Corelogic: There is no housing bubble

Contractors raise a wall while working on a new home under construction in Dublin, California.
David Paul Morris | Bloomberg | Getty Images
Contractors raise a wall while working on a new home under construction in Dublin, California.

Home prices are up over 12 percent nationally from a year ago, and limited supplies of homes for sale continue to push that number higher. Demand is coming back, home builder sentiment is at a seven-year high and real estate agents are reporting bidding wars. None of this means housing is heading back to the bubble, according to economists at CoreLogic.

(Read more: Home builder confidence soars despite rising rates)

"The fundamentals are there right now, and the market is responding," said Mark Fleming, chief economist at CoreLogic.

Even in the fastest growing markets, where prices are up around 20 percent from a year ago, Fleming pointed to still near-record affordability. For housing price affordability to return to the average level that we saw in the years between 2000 and 2004, he said, either home prices would have to rise an additional 47 percent or interest rates rise to 6.75 percent. Only Washington, D.C., and Hawaii are "technically unaffordable," according to CoreLogic.

Rising mortgage rates will help to temper the possibility of a bubble as well, but they will not cut into demand dramatically, as some have predicted, according to Fleming.

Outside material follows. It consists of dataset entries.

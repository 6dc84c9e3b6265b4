use once_cell::sync::Lazy;
use regex::Regex;

use super::{TestDescriptor, TestResult, ThreatLevel};
use crate::http_client::HttpResponse;

// Apache/nginx autoindex, Python http.server, IIS, Jetty/Tomcat listings
static LISTING_PATTERNS: Lazy<Vec<Regex>> = Lazy::new(|| {
    [
        r"(?i)<title>\s*index of\s*/",
        r"(?i)<h1>\s*index of\s*/",
        r"(?i)<title>\s*directory listing for\s*/",
        r"(?i)\[to parent directory\]",
        r"(?i)<title>\s*directory:\s*/",
    ]
    .iter()
    .map(|p| Regex::new(p).unwrap())
    .collect()
});

pub const DIRECTORY_LISTING: TestDescriptor = TestDescriptor {
    id: "listing",
    name: "Directory listing",
    description: "Checks whether the response body is an auto-generated directory index.",
    check: check_directory_listing,
};

pub fn check_directory_listing(resp: &HttpResponse) -> TestResult {
    let body = resp.body_text();
    match LISTING_PATTERNS.iter().find(|re| re.is_match(&body)) {
        Some(re) => TestResult::new(
            "Directory listing enabled",
            90,
            ThreatLevel::High,
            format!("Body matches directory index signature /{}/", re.as_str()),
        ),
        None => TestResult::new(
            "Directory listing not detected",
            80,
            ThreatLevel::Informational,
            "No directory index signature in body",
        ),
    }
}

#[cfg(test)]
mod tests {
    use super::*;
    use crate::analyze::fixtures::response;

    #[test]
    fn test_apache_autoindex() {
        let r = response("http://example.com/files/")
            .with_body("<html><head><title>Index of /files</title></head><body><h1>Index of /files</h1></body></html>");
        let result = check_directory_listing(&r);
        assert_eq!(result.name, "Directory listing enabled");
        assert_eq!(result.threat_level, ThreatLevel::High);
    }

    #[test]
    fn test_python_http_server() {
        let r = response("http://example.com/")
            .with_body("<title>Directory listing for /</title>");
        assert_eq!(check_directory_listing(&r).name, "Directory listing enabled");
    }

    #[test]
    fn test_regular_page() {
        let r = response("http://example.com/").with_body("<title>Welcome</title><p>Index of products</p>");
        assert_eq!(check_directory_listing(&r).name, "Directory listing not detected");
    }
}
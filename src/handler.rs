use futures::FutureExt;
use std::any::Any;
use std::future::Future;
use std::io::Write;
use std::panic::AssertUnwindSafe;

use crate::error::{AppError, ExitStatus, ScanError};

/// How failures are written to stderr.
#[derive(Debug, Clone, Copy, PartialEq, Eq)]
pub enum OutputEncoding {
    /// Labelled block between two rule lines.
    Human,
    /// Two-space indented JSON object.
    Machine,
}

const RULE_WIDTH: usize = 60;

/// Failure boundary around a scan. Everything that escapes the job, panics
/// included, is normalised into an [`AppError`] and rendered once.
#[derive(Debug, Clone, Copy)]
pub struct GlobalHandler {
    encoding: OutputEncoding,
}

impl GlobalHandler {
    pub fn new(encoding: OutputEncoding) -> Self {
        Self { encoding }
    }

    pub fn encoding(&self) -> OutputEncoding {
        self.encoding
    }

    /// Runs `job`, reporting any failure on stderr. Returns the exit status.
    pub async fn execute<F>(&self, job: F) -> u8
    where
        F: Future<Output = Result<(), ScanError>>,
    {
        self.execute_to(job, &mut std::io::stderr()).await
    }

    pub async fn execute_to<F, W>(&self, job: F, out: &mut W) -> u8
    where
        F: Future<Output = Result<(), ScanError>>,
        W: Write,
    {
        let err = match AssertUnwindSafe(job).catch_unwind().await {
            Ok(Ok(())) => return ExitStatus::SUCCESS,
            Ok(Err(e)) => AppError::from(e),
            Err(payload) => AppError::runtime_fault(describe_panic(payload.as_ref())),
        };

        tracing::debug!(code = err.code, source = %err.origin, retryable = err.retryable, "scan failed");
        if let Err(e) = self.write(&err, out) {
            tracing::error!(error = %e, "failed to write error report");
        }
        ExitStatus::FAILURE
    }

    pub fn render(&self, err: &AppError) -> Result<String, serde_json::Error> {
        match self.encoding {
            OutputEncoding::Human => {
                let rule = "=".repeat(RULE_WIDTH);
                Ok(format!(
                    "{rule}\nERROR SOURCE: {}\nEXIT CODE: {}\nMESSAGE: {}\nRETRYABLE: {}\n{rule}\n",
                    err.origin, err.code, err.message, err.retryable
                ))
            }
            OutputEncoding::Machine => serde_json::to_string_pretty(err).map(|s| s + "\n"),
        }
    }

    fn write<W: Write>(&self, err: &AppError, out: &mut W) -> std::io::Result<()> {
        let rendered = self.render(err).map_err(std::io::Error::other)?;
        out.write_all(rendered.as_bytes())?;
        out.flush()
    }
}

fn describe_panic(payload: &(dyn Any + Send)) -> String {
    if let Some(s) = payload.downcast_ref::<&str>() {
        (*s).to_string()
    } else if let Some(s) = payload.downcast_ref::<String>() {
        s.clone()
    } else {
        "unknown panic payload".to_string()
    }
}
use posture_scan::error::HttpErrorKind;
use posture_scan::http_client::{ClientOptions, HttpClient, RedirectPolicy, RequestOverrides};
use reqwest::header::{HeaderMap, HeaderValue, USER_AGENT};
use reqwest::Method;
use std::time::Duration;
use tokio::io::{AsyncReadExt, AsyncWriteExt};
use tokio::net::TcpListener;
use url::Url;
use wiremock::matchers::{header, method, path};
use wiremock::{Mock, MockServer, ResponseTemplate};

fn url(server: &MockServer, p: &str) -> Url {
    Url::parse(&format!("{}{}", server.uri(), p)).unwrap()
}

fn client() -> HttpClient {
    HttpClient::new(ClientOptions::default()).unwrap()
}

#[tokio::test]
async fn test_success_captures_response() {
    let server = MockServer::start().await;
    Mock::given(method("GET"))
        .and(path("/"))
        .respond_with(
            ResponseTemplate::new(200)
                .insert_header("Strict-Transport-Security", "max-age=31536000")
                .append_header("Set-Cookie", "a=1; Secure")
                .append_header("Set-Cookie", "b=2; HttpOnly")
                .set_body_string("<html>hello</html>"),
        )
        .mount(&server)
        .await;

    let resp = client().get(&url(&server, "/")).await.unwrap();
    assert_eq!(resp.status, 200);
    assert!(resp.status_line.ends_with("200 OK"));
    assert_eq!(resp.header("strict-transport-security"), Some("max-age=31536000"));
    assert_eq!(resp.header_all("set-cookie").count(), 2);
    assert_eq!(resp.body_text(), "<html>hello</html>");
}

#[tokio::test]
async fn test_cloudflare_server_is_bot_protection() {
    let server = MockServer::start().await;
    Mock::given(method("GET"))
        .respond_with(ResponseTemplate::new(200).insert_header("Server", "cloudflare"))
        .mount(&server)
        .await;

    let err = client().get(&url(&server, "/")).await.unwrap_err();
    assert_eq!(err.code(), 300);
    assert_eq!(err.kind, HttpErrorKind::BotProtection);
    assert!(!err.retryable);
}

#[tokio::test]
async fn test_cf_ray_header_is_bot_protection() {
    let server = MockServer::start().await;
    Mock::given(method("GET"))
        .respond_with(ResponseTemplate::new(200).insert_header("CF-RAY", "8a1b2c3d4e5f-AMS"))
        .mount(&server)
        .await;

    assert_eq!(client().get(&url(&server, "/")).await.unwrap_err().code(), 300);
}

#[tokio::test]
async fn test_challenge_body_beats_status_check() {
    let server = MockServer::start().await;
    Mock::given(method("GET"))
        .respond_with(ResponseTemplate::new(403).set_body_string("<title>Just a moment...</title> Verify you are human"))
        .mount(&server)
        .await;

    let err = client().get(&url(&server, "/")).await.unwrap_err();
    assert_eq!(err.code(), 300);
}

#[tokio::test]
async fn test_non_success_status() {
    let server = MockServer::start().await;
    Mock::given(path("/missing")).respond_with(ResponseTemplate::new(404)).mount(&server).await;
    Mock::given(path("/busy")).respond_with(ResponseTemplate::new(503)).mount(&server).await;

    let err = client().get(&url(&server, "/missing")).await.unwrap_err();
    assert_eq!(err.code(), 101);
    assert_eq!(err.kind, HttpErrorKind::Status(404));
    assert!(!err.retryable);

    let err = client().get(&url(&server, "/busy")).await.unwrap_err();
    assert_eq!(err.code(), 101);
    assert!(err.retryable);
}

#[tokio::test]
async fn test_transport_failure() {
    let closed = Url::parse("http://127.0.0.1:1/").unwrap();

    let err = client().get(&closed).await.unwrap_err();
    assert_eq!(err.code(), 100);
    assert_eq!(err.kind, HttpErrorKind::Transport);
    assert!(err.retryable);
}

#[tokio::test]
async fn test_truncated_body_is_body_read_failure() {
    let listener = TcpListener::bind("127.0.0.1:0").await.unwrap();
    let addr = listener.local_addr().unwrap();
    tokio::spawn(async move {
        let (mut socket, _) = listener.accept().await.unwrap();
        let mut request = [0u8; 4096];
        let _ = socket.read(&mut request).await;
        // Promise 100 bytes, deliver 10, hang up
        socket
            .write_all(b"HTTP/1.1 200 OK\r\nContent-Length: 100\r\n\r\n0123456789")
            .await
            .unwrap();
        socket.shutdown().await.unwrap();
    });

    let target = Url::parse(&format!("http://{}/", addr)).unwrap();
    let err = client().get(&target).await.unwrap_err();
    assert_eq!(err.code(), 200);
    assert_eq!(err.kind, HttpErrorKind::BodyRead);
    assert!(err.retryable);
}

#[tokio::test]
async fn test_timeout_is_transport_failure() {
    let server = MockServer::start().await;
    Mock::given(method("GET"))
        .respond_with(ResponseTemplate::new(200).set_delay(Duration::from_millis(500)))
        .mount(&server)
        .await;

    let overrides = RequestOverrides {
        timeout: Some(Duration::from_millis(50)),
        ..Default::default()
    };
    let err = client().request(Method::GET, &url(&server, "/"), &overrides).await.unwrap_err();
    assert_eq!(err.code(), 100);
    assert!(err.message.starts_with("request timed out"));
}

#[tokio::test]
async fn test_override_headers_replace_defaults() {
    let server = MockServer::start().await;
    Mock::given(method("GET"))
        .and(header("User-Agent", "Override/2"))
        .and(header("X-Scan", "1"))
        .respond_with(ResponseTemplate::new(200))
        .expect(1)
        .mount(&server)
        .await;

    let mut defaults = HeaderMap::new();
    defaults.insert(USER_AGENT, HeaderValue::from_static("Scanner/1.0"));
    defaults.insert("x-scan", HeaderValue::from_static("1"));
    let client = HttpClient::new(ClientOptions { headers: defaults, ..Default::default() }).unwrap();

    let mut overrides = RequestOverrides::default();
    overrides.headers.insert(USER_AGENT, HeaderValue::from_static("Override/2"));

    let resp = client.request(Method::GET, &url(&server, "/"), &overrides).await.unwrap();
    assert_eq!(resp.status, 200);
}

#[tokio::test]
async fn test_redirects_followed_by_default() {
    let server = MockServer::start().await;
    Mock::given(path("/old"))
        .respond_with(ResponseTemplate::new(301).insert_header("Location", "/new"))
        .mount(&server)
        .await;
    Mock::given(path("/new")).respond_with(ResponseTemplate::new(200)).mount(&server).await;

    let resp = client().get(&url(&server, "/old")).await.unwrap();
    assert_eq!(resp.final_url.path(), "/new");
    assert_eq!(resp.request_url.path(), "/old");
}

#[tokio::test]
async fn test_redirect_override_reports_status() {
    let server = MockServer::start().await;
    Mock::given(path("/old"))
        .respond_with(ResponseTemplate::new(302).insert_header("Location", "/new"))
        .mount(&server)
        .await;

    let overrides = RequestOverrides {
        redirect_policy: Some(RedirectPolicy::DoNotFollow),
        ..Default::default()
    };
    let err = client().request(Method::GET, &url(&server, "/old"), &overrides).await.unwrap_err();
    assert_eq!(err.kind, HttpErrorKind::Status(302));
}
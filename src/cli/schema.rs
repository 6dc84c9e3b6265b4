use std::collections::{BTreeSet, HashMap};
use std::fmt;

/// Flags understood by the `test` command.
#[derive(Debug, Clone, Copy, PartialEq, Eq, Hash, PartialOrd, Ord)]
pub enum Flag {
    Target,
    UserAgent,
    Referer,
    Tests,
    HttpMethods,
    Files,
}

impl Flag {
    pub const ALL: [Flag; 6] = [
        Flag::Target,
        Flag::UserAgent,
        Flag::Referer,
        Flag::Tests,
        Flag::HttpMethods,
        Flag::Files,
    ];

    pub fn as_str(&self) -> &'static str {
        match self {
            Flag::Target => "--target",
            Flag::UserAgent => "--userAgent",
            Flag::Referer => "--referer",
            Flag::Tests => "--tests",
            Flag::HttpMethods => "--httpMethods",
            Flag::Files => "--files",
        }
    }

    pub fn from_token(token: &str) -> Option<Flag> {
        Flag::ALL.into_iter().find(|f| f.as_str() == token)
    }
}

impl fmt::Display for Flag {
    fn fmt(&self, f: &mut fmt::Formatter<'_>) -> fmt::Result {
        f.write_str(self.as_str())
    }
}

#[derive(Debug, Clone, Copy, PartialEq, Eq)]
pub enum ArgumentCount {
    Exactly(usize),
    Unbounded,
}

#[derive(Debug, Clone)]
pub struct FlagSpec {
    pub flag: Flag,
    /// Empty means free text.
    pub allowed_values: BTreeSet<&'static str>,
    pub default_value: &'static str,
    pub argument_required: bool,
    pub argument_count: ArgumentCount,
}

impl FlagSpec {
    fn new(flag: Flag, default_value: &'static str, argument_required: bool, argument_count: ArgumentCount) -> Self {
        Self {
            flag,
            allowed_values: BTreeSet::new(),
            default_value,
            argument_required,
            argument_count,
        }
    }

    fn allow(mut self, values: &[&'static str]) -> Self {
        self.allowed_values.extend(values.iter().copied());
        self
    }

    pub fn accepts(&self, value: &str) -> bool {
        self.allowed_values.is_empty() || self.allowed_values.contains(value)
    }
}

pub const DEFAULT_USER_AGENT: &str = "Scanner/1.0";

pub const TEST_IDS: [&str; 11] = [
    "https",
    "hsts",
    "csp",
    "xFrame",
    "refererPol",
    "xxss",
    "featurePol",
    "listing",
    "openRedirect",
    "fCookies",
    "fHttpOnly",
];

pub const HTTP_METHODS: [&str; 9] = ["GET", "POST", "PUT", "DELETE", "PATCH", "OPTIONS", "TRACE", "CONNECT", "HEAD"];

/// Grammar of the `test` command, built once at startup and handed to the parser.
#[derive(Debug, Clone)]
pub struct ParameterSchema {
    specs: HashMap<Flag, FlagSpec>,
}

impl ParameterSchema {
    pub fn standard() -> Self {
        let specs = [
            FlagSpec::new(Flag::Target, "", true, ArgumentCount::Exactly(1)),
            FlagSpec::new(Flag::UserAgent, DEFAULT_USER_AGENT, false, ArgumentCount::Exactly(1)),
            FlagSpec::new(Flag::Referer, "", false, ArgumentCount::Exactly(1)),
            FlagSpec::new(Flag::Tests, "", true, ArgumentCount::Unbounded).allow(&TEST_IDS),
            FlagSpec::new(Flag::HttpMethods, "", true, ArgumentCount::Unbounded).allow(&HTTP_METHODS),
            FlagSpec::new(Flag::Files, "", true, ArgumentCount::Unbounded),
        ];

        Self {
            specs: specs.into_iter().map(|s| (s.flag, s)).collect(),
        }
    }

    pub fn spec(&self, flag: Flag) -> Option<&FlagSpec> {
        self.specs.get(&flag)
    }

    pub fn lookup(&self, token: &str) -> Option<&FlagSpec> {
        Flag::from_token(token).and_then(|f| self.spec(f))
    }
}
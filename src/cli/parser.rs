use std::collections::HashSet;

use super::schema::{ArgumentCount, FlagSpec, ParameterSchema};
use super::{CommandParameter, ParsedInvocation, Verb};
use crate::error::ParseError;

pub const FLAG_PREFIX: &str = "--";

#[derive(Debug, Clone, Copy)]
enum Token<'a, 's> {
    Flag(&'s FlagSpec),
    UnknownFlag(&'a str),
    Value(&'a str),
}

enum State<'s> {
    Idle,
    Collecting { spec: &'s FlagSpec, buffer: Vec<String> },
}

/// Hand-rolled grammar for `<program> test [flags]`.
///
/// Pass one classifies every token after the verb against the schema; pass
/// two walks the classified tokens with an Idle/Collecting state machine.
pub struct CommandParser<'s> {
    schema: &'s ParameterSchema,
}

impl<'s> CommandParser<'s> {
    pub fn new(schema: &'s ParameterSchema) -> Self {
        Self { schema }
    }

    pub fn parse<S: AsRef<str>>(&self, argv: &[S]) -> Result<ParsedInvocation, ParseError> {
        if argv.len() < 2 {
            return Err(ParseError::TooFewTokens(argv.len()));
        }
        let verb = argv[1].as_ref();
        if verb != Verb::Test.as_str() {
            return Err(ParseError::MissingVerb(verb.to_string()));
        }

        let tokens: Vec<Token<'_, 's>> = argv[2..].iter().map(|t| self.classify(t.as_ref())).collect();
        let parameters = self.walk(&tokens)?;

        tracing::debug!(count = parameters.len(), "parsed command parameters");
        Ok(ParsedInvocation::new(Verb::Test, parameters))
    }

    fn classify<'a>(&self, token: &'a str) -> Token<'a, 's> {
        match self.schema.lookup(token) {
            Some(spec) => Token::Flag(spec),
            None if token.starts_with(FLAG_PREFIX) => Token::UnknownFlag(token),
            None => Token::Value(token),
        }
    }

    fn walk(&self, tokens: &[Token<'_, 's>]) -> Result<Vec<CommandParameter>, ParseError> {
        let mut out = Vec::new();
        let mut state = State::Idle;
        let mut i = 0;

        while i < tokens.len() {
            let token = tokens[i];
            state = match state {
                State::Collecting { spec, buffer } => match token {
                    Token::Value(value) => {
                        if !spec.accepts(value) {
                            return Err(invalid_value(spec, value));
                        }
                        let mut buffer = buffer;
                        buffer.push(value.to_string());
                        i += 1;
                        State::Collecting { spec, buffer }
                    }
                    // A flag closes the collection; the token is re-read in Idle.
                    Token::Flag(_) | Token::UnknownFlag(_) => {
                        out.push(close(spec, buffer)?);
                        State::Idle
                    }
                },
                State::Idle => match token {
                    Token::Value(value) => return Err(ParseError::UnexpectedArgument(value.to_string())),
                    Token::UnknownFlag(flag) => return Err(ParseError::UnexpectedArgument(flag.to_string())),
                    Token::Flag(spec) if spec.argument_required => {
                        i += 1;
                        State::Collecting { spec, buffer: Vec::new() }
                    }
                    Token::Flag(spec) => {
                        let argument = match tokens.get(i + 1) {
                            Some(Token::Value(value)) => {
                                if !spec.accepts(value) {
                                    return Err(invalid_value(spec, value));
                                }
                                i += 1;
                                value.to_string()
                            }
                            Some(_) | None => spec.default_value.to_string(),
                        };
                        i += 1;
                        out.push(CommandParameter::new(spec.flag, vec![argument]));
                        State::Idle
                    }
                },
            };
        }

        if let State::Collecting { spec, buffer } = state {
            out.push(close(spec, buffer)?);
        }

        Ok(out)
    }
}

fn invalid_value(spec: &FlagSpec, value: &str) -> ParseError {
    ParseError::InvalidValue {
        flag: spec.flag.to_string(),
        value: value.to_string(),
    }
}

fn close(spec: &FlagSpec, buffer: Vec<String>) -> Result<CommandParameter, ParseError> {
    if buffer.is_empty() {
        return Err(ParseError::MissingArguments(spec.flag.to_string()));
    }

    let mut seen = HashSet::new();
    if let Some(dup) = buffer.iter().find(|v| !seen.insert(v.as_str())) {
        return Err(ParseError::DuplicateArgument {
            flag: spec.flag.to_string(),
            value: dup.clone(),
        });
    }

    if let ArgumentCount::Exactly(expected) = spec.argument_count {
        if buffer.len() > expected {
            return Err(ParseError::TooManyArguments {
                flag: spec.flag.to_string(),
                expected,
                got: buffer.len(),
            });
        }
        if buffer.len() < expected {
            return Err(ParseError::MissingArguments(spec.flag.to_string()));
        }
    }

    Ok(CommandParameter::new(spec.flag, buffer))
}
use async_trait::async_trait;
use reqwest::Client;
use std::time::Duration;
use url::Url;

use super::{Reporter, ScanReport};
use crate::error::{AppError, ErrorSource, ScanError};

const DELIVERY_FAILED: u16 = 500;

/// Posts the report as JSON to the queue consumer behind `BACK_URL`.
#[derive(Debug, Clone)]
pub struct BackendReporter {
    client: Client,
    url: Url,
}

impl BackendReporter {
    pub fn new(url: Url) -> Result<Self, ScanError> {
        let client = Client::builder()
            .timeout(Duration::from_secs(10))
            .use_rustls_tls()
            .build()
            .map_err(|e| delivery_error(&url, e))?;
        Ok(Self { client, url })
    }

    pub fn url(&self) -> &Url {
        &self.url
    }
}

fn delivery_error(url: &Url, reason: impl std::fmt::Display) -> ScanError {
    AppError::new(
        DELIVERY_FAILED,
        format!("failed to deliver report to {}: {}", url, reason),
        ErrorSource::Reporter,
        true,
    )
    .into()
}

#[async_trait]
impl Reporter for BackendReporter {
    async fn report(&self, report: &ScanReport) -> Result<(), ScanError> {
        tracing::info!(url = %self.url, probes = report.probes.len(), "delivering report to backend");
        let resp = self
            .client
            .post(self.url.clone())
            .json(report)
            .send()
            .await
            .map_err(|e| delivery_error(&self.url, e))?;

        if !resp.status().is_success() {
            return Err(delivery_error(&self.url, format!("status {}", resp.status())));
        }
        Ok(())
    }
}
use reqwest::header::{HeaderName, HeaderValue, REFERER, USER_AGENT};
use reqwest::Method;
use std::ffi::{OsStr, OsString};
use tracing::Subscriber;
use tracing_subscriber::fmt::MakeWriter;
use tracing_subscriber::EnvFilter;
use url::Url;

use crate::analyze::{TestDescriptor, TestRegistry};
use crate::cli::{CommandParser, Flag, ParameterSchema, ParsedInvocation, DEFAULT_USER_AGENT};
use crate::config::AppConfig;
use crate::error::{ParseError, RunnerError, ScanError};
use crate::handler::{GlobalHandler, OutputEncoding};
use crate::http_client::{ClientOptions, HttpClient, RequestOverrides};
use crate::output::{self, MethodProbe, ScanReport};

/// Turns a parsed invocation into probes and ordered verdicts.
pub struct JobRunner<'r> {
    registry: &'r TestRegistry,
    base_options: ClientOptions,
}

impl<'r> JobRunner<'r> {
    pub fn new(registry: &'r TestRegistry, base_options: ClientOptions) -> Self {
        Self { registry, base_options }
    }

    pub async fn run(&self, invocation: &ParsedInvocation) -> Result<ScanReport, ScanError> {
        let target = resolve_target(invocation)?;
        let user_agent = invocation
            .value(Flag::UserAgent)
            .filter(|ua| !ua.is_empty())
            .unwrap_or(DEFAULT_USER_AGENT);
        let referer = invocation.value(Flag::Referer).filter(|r| !r.is_empty());
        let methods = resolve_methods(invocation)?;
        let tests = self.resolve_tests(invocation)?;

        if let Some(files) = invocation.values(Flag::Files) {
            tracing::warn!(count = files.len(), "--files accepted but not probed");
        }
        if tests.is_empty() {
            tracing::warn!("no tests selected; probing only");
        }

        let mut options = self.base_options.clone();
        options.headers.insert(USER_AGENT, header_value(USER_AGENT, user_agent)?);
        if let Some(referer) = referer {
            options.headers.insert(REFERER, header_value(REFERER, referer)?);
        }
        let client = HttpClient::new(options)?;

        tracing::info!(url = %target, methods = methods.len(), tests = tests.len(), "starting scan");

        let mut report = ScanReport::new(target.to_string());
        for method in methods {
            let response = client.request(method.clone(), &target, &RequestOverrides::default()).await?;

            let mut results = Vec::with_capacity(tests.len());
            for test in &tests {
                let result = test.run(&response);
                if let Some(reason) = result.defect() {
                    return Err(RunnerError::MalformedResult { id: test.id.to_string(), reason }.into());
                }
                tracing::debug!(test = test.id, verdict = %result.name, certainty = result.certainty, "test finished");
                results.push(result);
            }

            report.probes.push(MethodProbe {
                method: method.to_string(),
                status: response.status,
                status_line: response.status_line.clone(),
                final_url: response.final_url.to_string(),
                results,
            });
        }

        tracing::info!(probes = report.probes.len(), "scan complete");
        Ok(report)
    }

    /// Looks every id up before any request goes out.
    fn resolve_tests(&self, invocation: &ParsedInvocation) -> Result<Vec<&'r TestDescriptor>, RunnerError> {
        invocation
            .values(Flag::Tests)
            .unwrap_or_default()
            .iter()
            .map(|id| self.registry.get(id).ok_or_else(|| RunnerError::UnknownTest(id.clone())))
            .collect()
    }
}

fn resolve_target(invocation: &ParsedInvocation) -> Result<Url, RunnerError> {
    let raw = invocation
        .value(Flag::Target)
        .filter(|t| !t.trim().is_empty())
        .ok_or(RunnerError::MissingTarget)?;

    let url = Url::parse(raw).map_err(|e| RunnerError::InvalidTarget {
        target: raw.to_string(),
        reason: e.to_string(),
    })?;

    match url.scheme() {
        "http" | "https" => Ok(url),
        other => Err(RunnerError::InvalidTarget {
            target: raw.to_string(),
            reason: format!("unsupported scheme '{}'", other),
        }),
    }
}

fn resolve_methods(invocation: &ParsedInvocation) -> Result<Vec<Method>, ScanError> {
    let Some(names) = invocation.values(Flag::HttpMethods) else {
        return Ok(vec![Method::GET]);
    };
    names
        .iter()
        .map(|name| {
            Method::from_bytes(name.as_bytes())
                .map_err(|e| ScanError::Internal(anyhow::anyhow!("invalid method '{}': {}", name, e)))
        })
        .collect()
}

fn header_value(name: HeaderName, value: &str) -> Result<HeaderValue, RunnerError> {
    HeaderValue::from_str(value).map_err(|_| RunnerError::InvalidHeader {
        name: if name == USER_AGENT { "User-Agent" } else { "Referer" },
        value: value.to_string(),
    })
}

pub const LOG_VAR: &str = "POSTURE_SCAN_LOG";
const DEFAULT_LOG_FILTER: &str = "posture_scan=warn,reqwest=info,hyper=info";

/// Machine consumers parse stderr, so logs stay off there unless asked for.
fn log_filter(encoding: OutputEncoding, configured: Option<&str>) -> EnvFilter {
    if let Some(directives) = configured {
        if let Ok(filter) = EnvFilter::try_new(directives) {
            return filter;
        }
    }
    match encoding {
        OutputEncoding::Human => EnvFilter::new(DEFAULT_LOG_FILTER),
        OutputEncoding::Machine => EnvFilter::new("off"),
    }
}

pub fn log_subscriber<W>(encoding: OutputEncoding, configured: Option<&str>, writer: W) -> impl Subscriber + Send + Sync + 'static
where
    W: for<'w> MakeWriter<'w> + Send + Sync + 'static,
{
    tracing_subscriber::fmt()
        .with_env_filter(log_filter(encoding, configured))
        .with_ansi(encoding == OutputEncoding::Human)
        .with_target(false)
        .with_writer(writer)
        .finish()
}

/// Logging goes to stderr so stdout carries only the report.
pub fn init_logging(encoding: OutputEncoding) {
    let configured = std::env::var(LOG_VAR).ok();
    let subscriber = log_subscriber(encoding, configured.as_deref(), std::io::stderr);
    let _ = tracing::subscriber::set_global_default(subscriber);
}

fn utf8_args<S: AsRef<OsStr>>(args: &[S]) -> Result<Vec<String>, ParseError> {
    args.iter()
        .map(|arg| {
            let arg = arg.as_ref();
            arg.to_str()
                .map(str::to_owned)
                .ok_or_else(|| ParseError::NonUtf8Argument(arg.to_string_lossy().into_owned()))
        })
        .collect()
}

/// Parse, probe, test and report, for one invocation.
pub async fn scan<S: AsRef<OsStr>>(args: &[S], config: &AppConfig) -> Result<(), ScanError> {
    let schema = ParameterSchema::standard();
    let registry = TestRegistry::standard();

    let args = utf8_args(args)?;
    let invocation = CommandParser::new(&schema).parse(&args)?;
    let report = JobRunner::new(&registry, config.client_options()).run(&invocation).await?;

    output::reporter_for(config)?.report(&report).await
}

/// Process entry: environment, logging, then the scan inside the failure boundary.
pub async fn run_from_args(args: Vec<OsString>) -> u8 {
    let dotenv = dotenvy::dotenv();
    let config = AppConfig::from_env();
    init_logging(config.output_encoding());
    match &dotenv {
        Ok(path) => tracing::debug!(path = %path.display(), "loaded environment file"),
        Err(e) if e.not_found() => println!("[i] No .env file found, using process environment"),
        Err(e) => tracing::warn!(error = %e, "ignoring unreadable .env file"),
    }

    // Panics are reported by the handler; keep the default hook off stderr.
    std::panic::set_hook(Box::new(|info| tracing::error!(%info, "panic")));

    let handler = GlobalHandler::new(config.output_encoding());
    handler.execute(scan(&args, &config)).await
}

"Buyers buy based upon payment, and those payments are still highly affordable relative to their incomes," he said. "Even with 100 basis point swing, there's still plenty of room in that [affordability] index."

The concern, however, has been that as mortgage rates rise, home prices would necessarily fall, as buyers lose purchasing power. That may not be the case, according to a new analysis.

(Read more: Map: Tracking the US real estate recovery)

"History shows that a rapid rise in interest rates tends to have little correlation with home prices. Rather, rising rates are more likely to contribute to a decrease in home purchase volume and an increase in the market share of adjustable-rate mortgages," wrote Mark Palim in a Fannie Mae commentary.

Home prices are determined more by income and employment than anything else. That is why prices cannot continue to rise at the current rate. Incomes are not keeping pace, and affordability will therefore suffer.

"If prices were to continue to rise at 12, 15, 20 percent in some markets, then we are talking about a different scenario," said Fleming. "We have room to grow, but it can't grow indefinitely."